Disease-related spatial covariance patterns. (A) Parkinson disease-related pattern (PDRP) identified by spatial covariance analysis of ¹⁸F-fluorodeoxyglucose positron emission tomography (FDG PET) scans from 33 patients with Parkinson disease and 33 age-matched normal volunteer subjects. This pattern was characterized by relative metabolic increases (red) in the pallidum and thalamus, in the pons and cerebellum, and in the sensorimotor cortex. These changes covaried with metabolic decreases (blue) in the lateral premotor cortex and in parieto-occipital association regions. (Adapted from Ma et al.

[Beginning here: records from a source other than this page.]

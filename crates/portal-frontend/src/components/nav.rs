use yew::prelude::*;
use yew_router::prelude::*;

use portal::async_callback;
use portal::context::ContextAction;

use crate::providers::{api, use_session};
use crate::routes::Route;

const LINK_CLASS: &str = "px-4 py-2 rounded hover:bg-blue-700 text-white";

#[function_component(Nav)]
pub fn nav() -> Html {
    let api = use_memo((), |_| api::create());
    let session = use_session();
    let navigator = use_navigator();

    let on_logout = async_callback!([api, session, navigator] {
        session.dispatch(ContextAction::Replace(api.session().logout()));
        if let Some(navigator) = &navigator {
            navigator.push(&Route::Login);
        }
        api.session().notify_logout().await;
    });

    let items = if session.context.is_authenticated() {
        html! {
            <>
                <Link<Route> to={Route::Dashboard} classes={LINK_CLASS}>{ "Dashboard" }</Link<Route>>
                <Link<Route> to={Route::Qualifications} classes={LINK_CLASS}>{ "Qualifications" }</Link<Route>>
                {
                    // Only a hint; the admin page runs its own backend check
                    if session.context.claims_admin() {
                        html! { <Link<Route> to={Route::Admin} classes={LINK_CLASS}>{ "Admin" }</Link<Route>> }
                    } else {
                        html! {}
                    }
                }
                <button class={classes!(LINK_CLASS, "ml-auto", "cursor-pointer")} onclick={on_logout}>
                    { "Logout" }
                </button>
            </>
        }
    } else {
        html! { <Link<Route> to={Route::Login} classes={LINK_CLASS}>{ "Login" }</Link<Route>> }
    };

    html! {
        <nav class="flex items-center space-x-2 p-2 bg-blue-600">
            { items }
        </nav>
    }
}
pub use sanchess_base::types::*;
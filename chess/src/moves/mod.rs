mod base;

pub mod make;
pub mod san;
pub mod uci;

pub use base::*;
pub use make::{Make, San, Text, Uci};

pub type SanMove = san::Move;
pub type UciMove = uci::Move;
use criterion::{black_box, criterion_group, criterion_main, Criterion};
use sanchess::{legal, movegen, moves, moves::san, Color, Coord, Engine};

const POSITIONS: [(&str, &str); 9] = [
    ("initial", "rnbqkbnr/pppppppp/8/8/8/8/PPPPPPPP/RNBQKBNR w"),
    (
        "sicilian",
        "r1b1k2r/2qnbppp/p2ppn2/1p4B1/3NPPP1/2N2Q2/PPP4P/2KR1B1R w",
    ),
    (
        "middle",
        "1rq1r1k1/1p3ppp/pB3n2/3ppP2/Pbb1P3/1PN2B2/2P2QPP/R1R4K w",
    ),
    ("open_position", "4r1k1/3R1ppp/8/5P2/p7/6PP/4pK2/1rN1B3 w"),
    ("queen", "6K1/8/8/1k3q2/3Q4/8/8/8 w"),
    ("pawn_move", "4k3/pppppppp/8/8/8/8/PPPPPPPP/4K3 w"),
    ("pawn_attack", "4k3/8/8/pppppppp/PPPPPPPP/8/8/4K3 w"),
    ("pawn_promote", "8/PPPPPPPP/8/2k1K3/8/8/pppppppp/8 w"),
    (
        "cydonia",
        "5K2/1N1N1N2/8/1N1N1N2/1n1n1n2/8/1n1n1n2/5k2 w",
    ),
];

fn engines() -> impl Iterator<Item = (&'static str, Engine)> {
    POSITIONS
        .iter()
        .map(|&(name, fen)| (name, Engine::from_fen(fen).unwrap()))
}

fn bench_gen_semilegal(c: &mut Criterion) {
    let mut group = c.benchmark_group("gen_semilegal");
    for (name, engine) in engines() {
        group.bench_function(name, |b| {
            b.iter(|| {
                black_box(movegen::gen_semilegal(engine.board(), engine.side(), None).len())
            })
        });
    }
}

fn bench_gen_legal(c: &mut Criterion) {
    let mut group = c.benchmark_group("gen_legal");
    for (name, engine) in engines() {
        group.bench_function(name, |b| {
            b.iter(|| {
                black_box(
                    legal::gen_legal(engine.board(), engine.side(), None)
                        .unwrap()
                        .len(),
                )
            })
        });
    }
}

fn bench_make_unmake(c: &mut Criterion) {
    let mut group = c.benchmark_group("make_unmake");
    for (name, engine) in engines() {
        let mut board = *engine.board();
        let moves = engine.legal_moves();
        group.bench_function(name, |b| {
            b.iter(|| {
                for mv in &moves {
                    let mv = mv.resolved();
                    moves::make_move(&mut board, &mv).unwrap();
                    moves::unmake_move(&mut board, &mv).unwrap();
                }
            })
        });
    }
}

fn bench_is_attacked(c: &mut Criterion) {
    let mut group = c.benchmark_group("is_attacked");
    for (name, engine) in engines() {
        let board = engine.board();
        group.bench_function(name, |b| {
            b.iter(|| {
                for color in [Color::White, Color::Black] {
                    for coord in Coord::iter() {
                        black_box(movegen::is_cell_attacked(board, coord, color));
                    }
                }
            })
        });
    }
}

fn bench_has_legal_moves(c: &mut Criterion) {
    let mut group = c.benchmark_group("has_legal_moves");
    for (name, engine) in engines() {
        group.bench_function(name, |b| b.iter(|| black_box(engine.has_legal_moves())));
    }
}

fn bench_san_encode(c: &mut Criterion) {
    let mut group = c.benchmark_group("san_encode");
    for (name, engine) in engines() {
        let moves = engine.legal_moves();
        group.bench_function(name, |b| {
            b.iter(|| {
                for mv in &moves {
                    black_box(san::encode(&engine, mv));
                }
            })
        });
    }
}

criterion_group!(
    chess,
    bench_gen_semilegal,
    bench_gen_legal,
    bench_make_unmake,
    bench_is_attacked,
    bench_has_legal_moves,
    bench_san_encode,
);

criterion_main!(chess);
//! # Base types for sanchess
//!
//! This is an auxiliary crate for `sanchess`, which contains the leaf data model: coordinates,
//! colors, pieces and their geometric reach.
//!
//! Normally you don't want to use this crate directly. Use `sanchess` instead.

pub mod geometry;
pub mod rules;
pub mod types;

Abnormal metabolic network activity in Parkinson’s disease: test-rest reproducibility. J Cereb Blood Flow Metab 2007;27:597–605.) (B) Multiple system atrophy-related pattern (MSARP) identified by spatial covariance analysis of FDG PET scans from 10 patients with multiple system atrophy and 10 healthy controls. This pattern was characterized by covarying metabolic decreases (blue) in the putamen and the cerebellum. (Adapted with permission from Eckert et al. Abnormal Metabolic Networks in Atypical Parkinsonism. Mov Disord 2008;23:727–733.) (C) Progressive supranuclear palsy-related pattern (PSPRP) identified by spatial covariance analysis of FDG PET scans from 10 patients with progressive supranuclear palsy and 10 healthy controls. This pattern was characterized by covarying metabolic decreases (blue) in the medial prefrontal cortex, the frontal eye fields, the ventrolateral prefrontal cortex, the caudate nuclei, the medial thalamus, and the upper brainstem. (Adapted with permission from Eckert et al. Abnormal Metabolic Networks in Atypical Parkinsonism. Mov Disord 2008;23:727–733.) (The covariance maps were overlaid on T1-weighted magnetic resonance-template images. Voxels with positive region weights [metabolic increases] are color-coded red and those with negative region weights [metabolic decreases] are color-coded blue.)